Special Considerations for Darker Skin Tones

PIH is more common and more visible in medium to dark skin because these skin types have more active pigment-producing cells that respond more aggressively to inflammation. This also means that treatments themselves can trigger new PIH if they irritate the skin. The core principle: go low and slow.

Start any new active ingredient at the lowest effective concentration and increase gradually. Avoid aggressive exfoliation, deep chemical peels, and ablative lasers unless supervised by a provider experienced with darker skin. Tinted sunscreen with iron oxides is especially important, since visible light triggers more darkening in deeper skin tones than in lighter ones. If using hydroquinone, follow the recommended time limits strictly, as the risk of ochronosis is higher with prolonged use in darker skin.

Realistic Timeline for Results

Epidermal PIH without any treatment can take months to years to resolve on its own. With consistent use of topical treatments and sun protection, most people start noticing improvement within 8 to 12 weeks. Full clearing often takes 3 to 6 months for superficial spots. Deeper (dermal) PIH is slower, sometimes taking a year or longer even with treatment.

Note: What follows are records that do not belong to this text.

use std::path::PathBuf;
use std::str::FromStr;

use anyhow::{Context, Result};

use crate::llm_client::DEFAULT_MODEL;
use crate::report::layout::{DEFAULT_LINES_PER_PAGE, DEFAULT_LINE_WIDTH};

/// Application configuration loaded from environment variables.
/// Every variable has a default; malformed numeric values fail startup.
#[derive(Debug, Clone)]
pub struct Config {
    pub port: u16,
    pub rust_log: String,
    pub evaluations_file: PathBuf,
    /// Assist endpoints answer 503 when unset.
    pub anthropic_api_key: Option<String>,
    pub llm_model: String,
    pub llm_timeout_secs: u64,
    pub llm_max_attempts: u32,
    pub report_line_width: usize,
    pub report_lines_per_page: usize,
}

impl Config {
    pub fn from_env() -> Result<Self> {
        dotenvy::dotenv().ok(); // load .env if present; ignore if missing

        Ok(Config {
            port: parse_env("PORT", 8080)?,
            rust_log: std::env::var("RUST_LOG").unwrap_or_else(|_| "info".to_string()),
            evaluations_file: std::env::var("EVALUATIONS_FILE")
                .unwrap_or_else(|_| "data/evaluations.json".to_string())
                .into(),
            anthropic_api_key: std::env::var("ANTHROPIC_API_KEY")
                .ok()
                .filter(|k| !k.trim().is_empty()),
            llm_model: std::env::var("LLM_MODEL").unwrap_or_else(|_| DEFAULT_MODEL.to_string()),
            llm_timeout_secs: parse_env("LLM_TIMEOUT_SECS", 120)?,
            llm_max_attempts: parse_env("LLM_MAX_ATTEMPTS", 1)?,
            report_line_width: parse_env("REPORT_LINE_WIDTH", DEFAULT_LINE_WIDTH)?,
            report_lines_per_page: parse_env("REPORT_LINES_PER_PAGE", DEFAULT_LINES_PER_PAGE)?,
        })
    }
}

fn parse_env<T>(key: &str, default: T) -> Result<T>
where
    T: FromStr,
    T::Err: std::error::Error + Send + Sync + 'static,
{
    match std::env::var(key) {
        Ok(raw) => raw
            .trim()
            .parse::<T>()
            .with_context(|| format!("{key} must be a valid number, got '{raw}'")),
        Err(_) => Ok(default),
    }
}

The biggest mistakes that slow progress are inconsistent sunscreen use, starting too many actives at once and causing irritation, and giving up on a product before the 8-week mark. Your skin cells take roughly four to six weeks to cycle from the bottom of the epidermis to the surface, so no topical treatment can produce visible results faster than that. Set a calendar reminder for 8 to 12 weeks after starting a new regimen, assess your progress then, and adjust only if needed.